An acclaimed bagel name is opening a shop in Fort Worth: Dan’s Bagels, which has built a loyal following over the past five years at its original shop in Trophy Club, has spun off a new location in Fort Worth at 2430 Forest Park Blvd. near the TCU campus.
According to a release, it opened on November 13 with specialty purple and white rainbow bagels. Go Frogs.
Dan’s Bagels was founded by husband-and-wife Dan and Jennifer Hilbert, who’ve earned acclaim for their made-from-scratch sourdough bagels in Trophy Club, drawing customers from all over Tarrant County and beyond.
What started as a couple testing bagel recipes at home during the pandemic has grown into a thriving bakery, now with two locations, serving up house-made bagels, cream cheeses, sandwiches and more alongside imported lox, Taylor ham and East Coast staples all made with the finest ingredients.
The new shop is a 2,000-square-foot space, with an expanded storefront and a fully equipped bakery in the back, where sourdough bagels, cream cheese, and more will be made fresh daily.
The Fort Worth location is run by franchisees Luis and Mona Lisa Galicia, with founders Dan and Jennifer Hilbert being closely involved. The Galicias live in Arlington and have a daughter who attends TCU, which has given them the opportunity to know and love the surrounding community.
They felt drawn to open their own Dan’s Bagels location after their son showed them a viral social media post raving about Dan’s signature sourdough bagels.
“Dan’s Bagels shares our passion for community and service,” Luis says.

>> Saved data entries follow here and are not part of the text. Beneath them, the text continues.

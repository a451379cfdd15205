use serde::{Deserialize, Serialize};
use std::collections::BTreeMap;
use std::fmt::Write as _;

/// One remote inference service as advertised by the directory server.
#[derive(Debug, Clone, PartialEq, Eq, Serialize, Deserialize)]
pub struct ServiceDescriptor {
    pub name: String,
    #[serde(rename = "SID")]
    pub sid: String,
    pub modality: String,
    pub anatomy: String,
    pub dimensionality: String,
    pub description: String,
    pub prediction_url: String,
    pub interface_url: String,
}

pub type DimensionalityMap = BTreeMap<String, Vec<ServiceDescriptor>>;
pub type AnatomyMap = BTreeMap<String, DimensionalityMap>;

/// Services grouped as modality -> anatomy -> dimensionality.
///
/// Every descriptor sits in exactly one leaf, keyed by its own category
/// fields, and leaves keep the order in which the directory listed them.
#[derive(Debug, Clone, Default, PartialEq, Eq)]
pub struct ServiceCatalog {
    tree: BTreeMap<String, AnatomyMap>,
}

impl ServiceCatalog {
    /// Groups `services` in one pass.
    pub fn from_services(services: Vec<ServiceDescriptor>) -> Self {
        let mut tree: BTreeMap<String, AnatomyMap> = BTreeMap::new();
        for service in services {
            tree.entry(service.modality.clone())
                .or_default()
                .entry(service.anatomy.clone())
                .or_default()
                .entry(service.dimensionality.clone())
                .or_default()
                .push(service);
        }
        Self { tree }
    }

    pub fn get(&self, modality: &str, anatomy: &str, dimensionality: &str) -> &[ServiceDescriptor] {
        self.tree
            .get(modality)
            .and_then(|anatomies| anatomies.get(anatomy))
            .and_then(|dims| dims.get(dimensionality))
            .map(Vec::as_slice)
            .unwrap_or(&[])
    }

    /// All services in tree order.
    pub fn services(&self) -> impl Iterator<Item = &ServiceDescriptor> {
        self.tree
            .values()
            .flat_map(|anatomies| anatomies.values())
            .flat_map(|dims| dims.values())
            .flatten()
    }

    pub fn find_by_sid(&self, sid: &str) -> Option<&ServiceDescriptor> {
        self.services().find(|service| service.sid == sid)
    }

    pub fn len(&self) -> usize {
        self.services().count()
    }

    pub fn is_empty(&self) -> bool {
        self.tree.is_empty()
    }

    /// Indented tree listing, one line per node.
    pub fn render(&self) -> String {
        let mut out = String::new();
        for (modality, anatomies) in &self.tree {
            let _ = writeln!(out, "Modality: {}", modality);
            for (anatomy, dims) in anatomies {
                let _ = writeln!(out, "  Anatomy: {}", anatomy);
                for (dimensionality, services) in dims {
                    let _ = writeln!(out, "    Dimensionality: {}", dimensionality);
                    for service in services {
                        let _ = writeln!(out, "      Service: {}. Sid:{}", service.name, service.sid);
                    }
                }
            }
        }
        out
    }
}
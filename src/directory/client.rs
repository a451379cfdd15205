use super::types::{ServiceCatalog, ServiceDescriptor};
use crate::{Error, Result, transport::Transport};
use serde_json::Value;
use tracing::{debug, info};

/// Fetches the service list from `discovery_url` and groups it into a catalog.
///
/// The catalog is all-or-nothing: one malformed entry rejects the whole
/// response.
pub async fn discover(transport: &dyn Transport, discovery_url: &str) -> Result<ServiceCatalog> {
    info!("Discovering services at {}", discovery_url);

    let body = transport.get_json(discovery_url).await?;
    let services = parse_services(body)?;
    let catalog = ServiceCatalog::from_services(services);

    info!("Discovered {} services", catalog.len());
    Ok(catalog)
}

pub fn parse_services(body: Value) -> Result<Vec<ServiceDescriptor>> {
    let Value::Array(entries) = body else {
        return Err(Error::schema("discovery response is not a JSON array"));
    };

    let mut services = Vec::with_capacity(entries.len());
    for (index, entry) in entries.into_iter().enumerate() {
        let service: ServiceDescriptor = serde_json::from_value(entry)
            .map_err(|e| Error::schema(format!("service entry {}: {}", index, e)))?;
        debug!(
            "Service {} ({}) under {}/{}/{}",
            service.name, service.sid, service.modality, service.anatomy, service.dimensionality
        );
        services.push(service);
    }

    Ok(services)
}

“We were inspired by Dan and Jennifer’s story and drawn in by the unique, scratch-made and baked fresh daily products that so many loyal customers have come to enjoy,” Mona Lisa says.
Though this is their first endeavor in the hospitality industry, the Galicias have already received tremendous support from neighbors, including nearby businesses, college students and faculty, city employees, and medical district staff.
As the brand expands, the Hilberts’ dedication to quality, creativity and customers will stay a top priority. Through extensive hands-on training, bakers at each location have mastered the art of tending to the sourdough starter and creating a bagel that is perfectly balanced with a crispy outside and chewy center.